Not only that, time is malleable, in the sense that it is affected by velocity and acceleration (special relativity) and gravity (general relativity), effects that are not only measurable, but stuff we depend on every day (like GPS) have to make adjustments for it.
So suppose God has a dial that controls the scale of their point of view, all the way from the smallest sub-atomic scale we know of, the Planck length, to the largest cosmological scale we know of, the observable Universe. At some point as God turns this dial on their heavenly tele/micro/scope, zooming out, out, far out, time goes from not being a factor at all to being an intrinsic factor for whatever they’re looking at.
Does this transition happen all at once? Does it happen gradually - somehow - in some kind of jittery change? What the heck is going on in this transition? What other things similarly change at this transition point? Is this the point at which particle-wave duality breaks down? Where Schrödinger's Cat definitely becomes alive or dead? Where does gravity starts to matter?
Gravity? Yeah, gravity. Because we currently have no theory of quantum gravity. Yet it seems necessary that at the quantum level gravity ought to play a role in a wave/particle. If a particle is in a super-position of states, what does that say about the gravitational attraction associated with the mass of this particle? At what point on the dial does gravity make a difference? There's a Nobel prize for sure for the first person to make significant progress on this question.
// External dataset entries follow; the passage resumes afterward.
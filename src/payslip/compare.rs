use serde_json::{json, Value};
use std::sync::Arc;

use super::comparator::compare_payslips;
use super::extraction::PayslipExtractor;
use super::indexer::money;
use crate::document::UploadedFile;
use crate::error::Result;
use crate::models::{month_key, CompareAnswer, ExtractedPayslip};
use crate::prompts::{render, PromptConfig};
use crate::providers::CompletionProvider;

/// Explains what changed between two payslips. The numbers come from
/// [`compare_payslips`]; the model only turns them into prose.
#[derive(Clone)]
pub struct CompareService {
    llm: Arc<dyn CompletionProvider>,
    extractor: PayslipExtractor,
    prompts: Arc<PromptConfig>,
}

impl CompareService {
    pub fn new(
        llm: Arc<dyn CompletionProvider>,
        extractor: PayslipExtractor,
        prompts: Arc<PromptConfig>,
    ) -> Self {
        Self {
            llm,
            extractor,
            prompts,
        }
    }

    pub async fn compare_and_explain(
        &self,
        previous: &UploadedFile,
        current: &UploadedFile,
        question: &str,
    ) -> Result<CompareAnswer> {
        let previous_payslip = self.extractor.extract_and_index(previous).await?;
        let current_payslip = self.extractor.extract_and_index(current).await?;

        let comparison = compare_payslips(&previous_payslip, &current_payslip);
        log::info!(
            "Comparing payslips {} -> {}: {} field changes, {} benefit changes",
            comparison.previous_month_key,
            comparison.current_month_key,
            comparison.field_changes.len(),
            comparison.benefit_changes.len()
        );

        let previous_view = json_view(&previous_payslip).to_string();
        let current_view = json_view(&current_payslip).to_string();
        let comparison_json = serde_json::to_string(&comparison)
            .map_err(|e| anyhow::anyhow!("Failed to serialise comparison: {}", e))?;

        let prompt = render(
            &self.prompts.user_compare,
            &[
                ("question", question),
                ("previousMonthKey", &comparison.previous_month_key),
                ("currentMonthKey", &comparison.current_month_key),
                ("employeeNumber", &comparison.employee_number),
                ("nationalId", &comparison.national_id),
                ("previousPayslip", &previous_view),
                ("currentPayslip", &current_view),
                ("comparison", &comparison_json),
            ],
        );

        let answer = self
            .llm
            .complete(&self.prompts.system_compare, &prompt)
            .await?;

        Ok(CompareAnswer { answer, comparison })
    }
}

/// Compact view of a payslip for the prompt. Benefits are left out because
/// the comparison already covers them.
pub fn json_view(payslip: &ExtractedPayslip) -> Value {
    let text = |v: &Option<String>| v.clone().unwrap_or_default();
    let date = |d: Option<chrono::NaiveDate>| d.map(|d| d.to_string()).unwrap_or_default();

    let personal = payslip.personal.as_ref().map_or(json!({}), |p| {
        json!({
            "name": text(&p.name),
            "nationalId": text(&p.national_id),
            "maritalStatus": text(&p.marital_status),
            "dependents": p.dependents.unwrap_or(0),
        })
    });
    let employer = payslip.employer.as_ref().map_or(json!({}), |e| {
        json!({
            "name": text(&e.name),
            "employerNumber": text(&e.employer_number),
        })
    });
    let employment = payslip.employment.as_ref().map_or(json!({}), |e| {
        json!({
            "employeeNumber": text(&e.employee_number),
            "jobTitle": text(&e.job_title),
            "status": text(&e.status),
            "payCategory": text(&e.pay_category),
            "baseMonthlySalary": money(e.base_monthly_salary),
        })
    });
    let period = payslip.period.as_ref().map_or(json!({}), |p| {
        json!({
            "periodStart": date(p.period_start),
            "periodEnd": date(p.period_end),
            "payDate": date(p.pay_date),
            "currency": text(&p.currency),
            "monthKey": month_key(p.period_start),
        })
    });
    let financial = payslip.financial.as_ref().map_or(json!({}), |f| {
        json!({
            "gross": money(f.gross),
            "taxable": money(f.taxable),
            "socialSecurity": money(f.social_security),
            "withholdingTax": money(f.withholding_tax),
            "net": money(f.net),
        })
    });
    let extras = payslip.extras.as_ref().map_or(json!({}), |x| {
        json!({
            "mealVoucherContributionEmployer": money(x.meal_voucher_contribution_employer),
            "mealVoucherContributionEmployee": money(x.meal_voucher_contribution_employee),
            "mealVoucherCount": x.meal_voucher_count.unwrap_or(0),
        })
    });

    json!({
        "personal": personal,
        "employer": employer,
        "employment": employment,
        "period": period,
        "financial": financial,
        "extras": extras,
    })
}
pub mod api;
pub mod config;
pub mod database;
pub mod document;
pub mod error;
pub mod models;
pub mod payslip;
pub mod prompts;
pub mod providers;

// Re-export commonly used items
pub use config::AppConfig;
pub use error::{PayslipError, Result};
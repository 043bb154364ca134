use chrono::NaiveDate;
use rust_decimal::prelude::ToPrimitive;
use rust_decimal::Decimal;
use serde_json::{json, Value};
use sha2::{Digest, Sha256};
use std::sync::Arc;

use crate::database::{Document, Metadata, VectorStore, VectorStoreError};
use crate::models::{month_key, Benefit, ExtractedPayslip};

const MAX_ADDRESS_DISPLAY_LENGTH: usize = 80;

/// Splits an extracted payslip into one document per section and writes them
/// to the vector store.
#[derive(Clone)]
pub struct PayslipIndexer {
    store: Arc<dyn VectorStore>,
}

impl PayslipIndexer {
    pub fn new(store: Arc<dyn VectorStore>) -> Self {
        Self { store }
    }

    /// Returns the ids of the documents written, in section order.
    pub async fn index(
        &self,
        payslip: &ExtractedPayslip,
        source: &str,
        original_bytes: &[u8],
    ) -> Result<Vec<String>, VectorStoreError> {
        let documents = build_documents(payslip, source, original_bytes);
        let ids: Vec<String> = documents.iter().map(|d| d.id.clone()).collect();
        self.store.add(documents).await?;
        Ok(ids)
    }
}

/// Section documents for a payslip with their ids and metadata filled in.
pub fn build_documents(
    payslip: &ExtractedPayslip,
    source: &str,
    original_bytes: &[u8],
) -> Vec<Document> {
    let base = base_metadata(payslip, source, original_bytes);

    let sections = [
        ("personal", personal_text(payslip)),
        ("employer", employer_text(payslip)),
        ("employment", employment_text(payslip)),
        ("period", period_text(payslip)),
        ("financial", financial_text(payslip)),
        ("extras", extras_text(payslip)),
    ];

    let mut parts: Vec<(String, Metadata)> = sections
        .into_iter()
        .filter(|(_, text)| !text.trim().is_empty())
        .map(|(section, text)| {
            let mut metadata = base.clone();
            metadata.insert("section".to_string(), json!(section));
            (text, metadata)
        })
        .collect();

    for benefit in payslip.benefits() {
        let mut metadata = base.clone();
        metadata.extend(benefit_metadata(benefit));
        parts.push((benefit_text(benefit), metadata));
    }

    let base_id = compose_base_id(&base);
    parts
        .into_iter()
        .enumerate()
        .map(|(index, (text, mut metadata))| {
            let section = metadata
                .get("section")
                .and_then(Value::as_str)
                .unwrap_or("section")
                .to_string();
            let doc_id = format!("{}:{}:{}:{}", base_id, section, short_sha256(&text), index);
            metadata.insert("docId".to_string(), json!(doc_id));
            Document::new(doc_id, text, metadata)
        })
        .collect()
}

fn base_metadata(payslip: &ExtractedPayslip, source: &str, bytes: &[u8]) -> Metadata {
    let mut m = Metadata::new();
    let mut put = |key: &str, value: Value| {
        m.insert(key.to_string(), value);
    };

    if !source.is_empty() {
        put("source", json!(source));
    }
    if !bytes.is_empty() {
        put("file.size", json!(bytes.len()));
        put("file.sha256", json!(hex::encode(Sha256::digest(bytes))));
    }

    if let Some(p) = &payslip.personal {
        put("personal.name", json!(text(&p.name)));
        put("personal.nationalId", json!(text(&p.national_id)));
        put("personal.maritalStatus", json!(text(&p.marital_status)));
        put("personal.address", json!(text(&p.address)));
        put("personal.dependents", json!(p.dependents.unwrap_or(0)));
    }

    if let Some(e) = &payslip.employer {
        put("employer.name", json!(text(&e.name)));
        put("employer.number", json!(text(&e.employer_number)));
        put("employer.address", json!(text(&e.address)));
    }

    if let Some(e) = &payslip.employment {
        put("employment.employeeNumber", json!(text(&e.employee_number)));
        put("employment.jobTitle", json!(text(&e.job_title)));
        put("employment.status", json!(text(&e.status)));
        put("employment.payCategory", json!(text(&e.pay_category)));
        put("employment.baseSalary", number_or_zero(e.base_monthly_salary));
    }

    if let Some(p) = &payslip.period {
        put("period.start", json!(date_string(p.period_start)));
        put("period.end", json!(date_string(p.period_end)));
        put("period.payDate", json!(date_string(p.pay_date)));
        put("period.currency", json!(text(&p.currency)));
        put("period.monthKey", json!(month_key(p.period_start)));
    }

    if let Some(f) = &payslip.financial {
        put("financial.gross", number_or_zero(f.gross));
        put("financial.taxable", number_or_zero(f.taxable));
        put("financial.net", number_or_zero(f.net));
        put("financial.rsz", number_or_zero(f.social_security));
        put("financial.tax", number_or_zero(f.withholding_tax));
        put("financial.iban.last4", json!(last4(&text(&f.payment_iban))));
        put("financial.bic.last4", json!(last4(&text(&f.payment_bic))));
    }

    m
}

fn benefit_metadata(benefit: &Benefit) -> Metadata {
    [
        ("section", json!("benefit")),
        ("benefit.code", json!(text(&benefit.code))),
        ("benefit.label", json!(text(&benefit.label))),
        ("benefit.category", json!(text(&benefit.category))),
        ("benefit.direction", json!(text(&benefit.direction))),
        ("benefit.taxable", json!(benefit.taxable.unwrap_or(false))),
        ("benefit.amount", number_or_zero(benefit.amount)),
    ]
    .into_iter()
    .map(|(k, v)| (k.to_string(), v))
    .collect()
}

fn personal_text(payslip: &ExtractedPayslip) -> String {
    let Some(p) = &payslip.personal else {
        return String::new();
    };
    format!(
        "PERSONAL\nEmployee: {}\nNational ID: {}\nMarital status: {}\nDependents: {}\nAddress: {}\n",
        text(&p.name),
        text(&p.national_id),
        text(&p.marital_status),
        p.dependents.map(|d| d.to_string()).unwrap_or_default(),
        short_address(&text(&p.address)),
    )
}

fn employer_text(payslip: &ExtractedPayslip) -> String {
    let Some(e) = &payslip.employer else {
        return String::new();
    };
    format!(
        "EMPLOYER\nName: {}\nNumber: {}\nAddress: {}\n",
        text(&e.name),
        text(&e.employer_number),
        text(&e.address),
    )
}

fn employment_text(payslip: &ExtractedPayslip) -> String {
    let Some(e) = &payslip.employment else {
        return String::new();
    };
    format!(
        "EMPLOYMENT\nEmployee number: {}\nJob title: {}\nStatus: {}\nPay category: {}\nBase monthly salary: {}\n",
        text(&e.employee_number),
        text(&e.job_title),
        text(&e.status),
        text(&e.pay_category),
        money(e.base_monthly_salary),
    )
}

fn period_text(payslip: &ExtractedPayslip) -> String {
    let Some(p) = &payslip.period else {
        return String::new();
    };
    format!(
        "PERIOD\nStart: {}\nEnd: {}\nPay date: {}\nCurrency: {}\n",
        date_string(p.period_start),
        date_string(p.period_end),
        date_string(p.pay_date),
        text(&p.currency),
    )
}

fn financial_text(payslip: &ExtractedPayslip) -> String {
    let Some(f) = &payslip.financial else {
        return String::new();
    };
    format!(
        "FINANCIAL\nGross: {}\nTaxable: {}\nSocial security (RSZ): {}\nWithholding tax: {}\nNet: {}\nPayment IBAN (last4): {}\nPayment BIC (last4): {}\n",
        money(f.gross),
        money(f.taxable),
        money(f.social_security),
        money(f.withholding_tax),
        money(f.net),
        last4(&text(&f.payment_iban)),
        last4(&text(&f.payment_bic)),
    )
}

fn extras_text(payslip: &ExtractedPayslip) -> String {
    let Some(x) = &payslip.extras else {
        return String::new();
    };
    format!(
        "EXTRAS\nMeal voucher (employer): {}\nMeal voucher (employee): {}\nMeal voucher count: {}\n",
        money(x.meal_voucher_contribution_employer),
        money(x.meal_voucher_contribution_employee),
        x.meal_voucher_count.map(|c| c.to_string()).unwrap_or_default(),
    )
}

fn benefit_text(benefit: &Benefit) -> String {
    format!(
        "BENEFIT\nCode: {}\nLabel: {}\nCategory: {}\nAmount: {}\nDirection: {}\nTaxable: {}\n",
        text(&benefit.code),
        text(&benefit.label),
        text(&benefit.category),
        money(benefit.amount),
        text(&benefit.direction),
        benefit.taxable.unwrap_or(false),
    )
}

fn compose_base_id(metadata: &Metadata) -> String {
    let non_blank = |key: &str| {
        metadata
            .get(key)
            .and_then(Value::as_str)
            .filter(|v| !v.trim().is_empty())
            .map(str::to_string)
    };

    let primary = non_blank("personal.nationalId")
        .or_else(|| non_blank("employment.employeeNumber"))
        .or_else(|| non_blank("source"))
        .unwrap_or_else(|| "anon".to_string());
    let month = non_blank("period.monthKey").unwrap_or_else(|| "unknown".to_string());
    let short_hash: String = non_blank("file.sha256")
        .map(|h| h.chars().take(8).collect())
        .unwrap_or_default();

    format!("payslip:{}:{}:{}", primary, month, short_hash)
}

fn text(value: &Option<String>) -> String {
    value.clone().unwrap_or_default()
}

fn date_string(date: Option<NaiveDate>) -> String {
    date.map(|d| d.format("%Y-%m-%d").to_string())
        .unwrap_or_default()
}

/// Plain decimal with trailing zeros stripped, `0` when absent.
pub fn money(value: Option<Decimal>) -> String {
    value
        .map(|v| v.normalize().to_string())
        .unwrap_or_else(|| "0".to_string())
}

fn number_or_zero(value: Option<Decimal>) -> Value {
    json!(value.and_then(|v| v.to_f64()).unwrap_or(0.0))
}

fn last4(value: &str) -> String {
    let compact: Vec<char> = value.chars().filter(|c| !c.is_whitespace()).collect();
    compact[compact.len().saturating_sub(4)..].iter().collect()
}

fn short_address(address: &str) -> String {
    if address.chars().count() > MAX_ADDRESS_DISPLAY_LENGTH {
        let cut: String = address.chars().take(MAX_ADDRESS_DISPLAY_LENGTH).collect();
        format!("{}…", cut)
    } else {
        address.to_string()
    }
}

fn short_sha256(text: &str) -> String {
    hex::encode(Sha256::digest(text.as_bytes()))[..8].to_string()
}

#[cfg(test)]
mod tests {
    use super::*;
    use crate::database::{InMemoryStore, MetadataFilter};
    use crate::models::{PeriodInfo, PersonalInfo};
    use crate::payslip::fixtures::sample_payslip;
    use crate::providers::mock::MockProvider;
    use std::str::FromStr;

    fn dec(s: &str) -> Option<Decimal> {
        Some(Decimal::from_str(s).unwrap())
    }

    #[test]
    fn test_sections_in_order_with_ids() {
        let bytes = b"fake pdf bytes";
        let docs = build_documents(&sample_payslip(), "march.pdf", bytes);

        let sections: Vec<String> = docs.iter().map(|d| d.metadata_str("section")).collect();
        assert_eq!(
            sections,
            ["personal", "employment", "period", "financial", "extras", "benefit"]
        );

        let file_hash = hex::encode(Sha256::digest(bytes));
        let base = format!("payslip:85.07.30-033.61:2024-03:{}", &file_hash[..8]);
        for (index, doc) in docs.iter().enumerate() {
            assert_eq!(doc.metadata_str("docId"), doc.id);
            assert!(doc.id.starts_with(&base));
            assert!(doc.id.ends_with(&format!(":{}", index)));
        }
        assert_eq!(docs[0].metadata_str("file.sha256"), file_hash);
        assert_eq!(docs[0].metadata_str("file.size"), bytes.len().to_string());
    }

    #[test]
    fn test_section_texts() {
        let docs = build_documents(&sample_payslip(), "march.pdf", b"x");

        assert!(docs[0].text.starts_with("PERSONAL\nEmployee: Jan Peeters\n"));
        assert!(docs[0].text.contains("Dependents: 2\n"));
        assert!(docs[1].text.contains("Base monthly salary: 3250.5\n"));
        assert!(docs[3].text.contains("Gross: 3600\n"));
        assert!(docs[3].text.contains("Taxable: 0\n"));
        assert!(docs[3].text.contains("Payment IBAN (last4): 7034\n"));
        assert!(docs[4].text.contains("Meal voucher count: 21\n"));
        assert!(docs[5].text.contains("Taxable: true\n"));
    }

    #[test]
    fn test_base_metadata() {
        let docs = build_documents(&sample_payslip(), "march.pdf", b"x");
        let meta = &docs[0].metadata;

        assert_eq!(meta["personal.nationalId"], json!("85.07.30-033.61"));
        assert_eq!(meta["personal.maritalStatus"], json!(""));
        assert_eq!(meta["period.monthKey"], json!("2024-03"));
        assert_eq!(meta["financial.iban.last4"], json!("7034"));
        assert_eq!(meta["financial.tax"], json!(0.0));
        assert!(!meta.contains_key("employer.name"));

        let benefit = &docs[5].metadata;
        assert_eq!(benefit["benefit.code"], json!("CAR"));
        assert_eq!(benefit["benefit.taxable"], json!(true));
        assert_eq!(benefit["benefit.amount"], json!(120.0));
    }

    #[test]
    fn test_base_id_fallbacks() {
        let anonymous = build_documents(
            &ExtractedPayslip {
                period: Some(PeriodInfo::default()),
                ..Default::default()
            },
            "",
            b"",
        );
        assert_eq!(anonymous.len(), 1);
        assert!(anonymous[0].id.starts_with("payslip:anon:unknown::period:"));

        let by_source = build_documents(
            &ExtractedPayslip {
                personal: Some(PersonalInfo::default()),
                ..Default::default()
            },
            "scan.png",
            b"",
        );
        assert!(by_source[0].id.starts_with("payslip:scan.png:unknown::personal:"));
    }

    #[test]
    fn test_formatting_helpers() {
        assert_eq!(money(dec("1500.000")), "1500");
        assert_eq!(money(dec("0.50")), "0.5");
        assert_eq!(money(None), "0");
        assert_eq!(last4("BE68 5390"), "5390");
        assert_eq!(last4("AB"), "AB");

        let long = "a".repeat(90);
        let short = short_address(&long);
        assert_eq!(short.chars().count(), 81);
        assert!(short.ends_with('…'));
    }

    #[tokio::test]
    async fn test_reindexing_is_idempotent() {
        let store = Arc::new(InMemoryStore::new(Arc::new(MockProvider::new())));
        let indexer = PayslipIndexer::new(store.clone());

        let first = indexer.index(&sample_payslip(), "march.pdf", b"x").await.unwrap();
        let second = indexer.index(&sample_payslip(), "march.pdf", b"x").await.unwrap();

        assert_eq!(first, second);
        assert_eq!(store.len().await, first.len());

        let found = store
            .find(&MetadataFilter::eq("docId", first[3].clone()), 5)
            .await
            .unwrap();
        assert_eq!(found.len(), 1);
        assert!(found[0].text.starts_with("FINANCIAL"));
    }
}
This is the kind of thing I think about while eating breakfast.
1 comment:
Time certainly has been present in the mathematical description of the quantum world from the get go, e.g. in the time dependent Schroedinger equation, and its relativistic counterpart, the Dirac equation. What I think you are getting at though is the question of how quantum effects transition to the Newtonian: I.e. why can’t we walk through two doors simultaneously and cast an interference pattern on the other side? The answer is the constant on the time dependent part of the equations that sets the time dependent part called h (Planck constant) is very small. 6e^-34 joule*sec. The value of this constant has no explanation in Physics (AFAIK) but seems to me to function as “God’s control knob” that moves us between the two set of rules as the systems scale changes.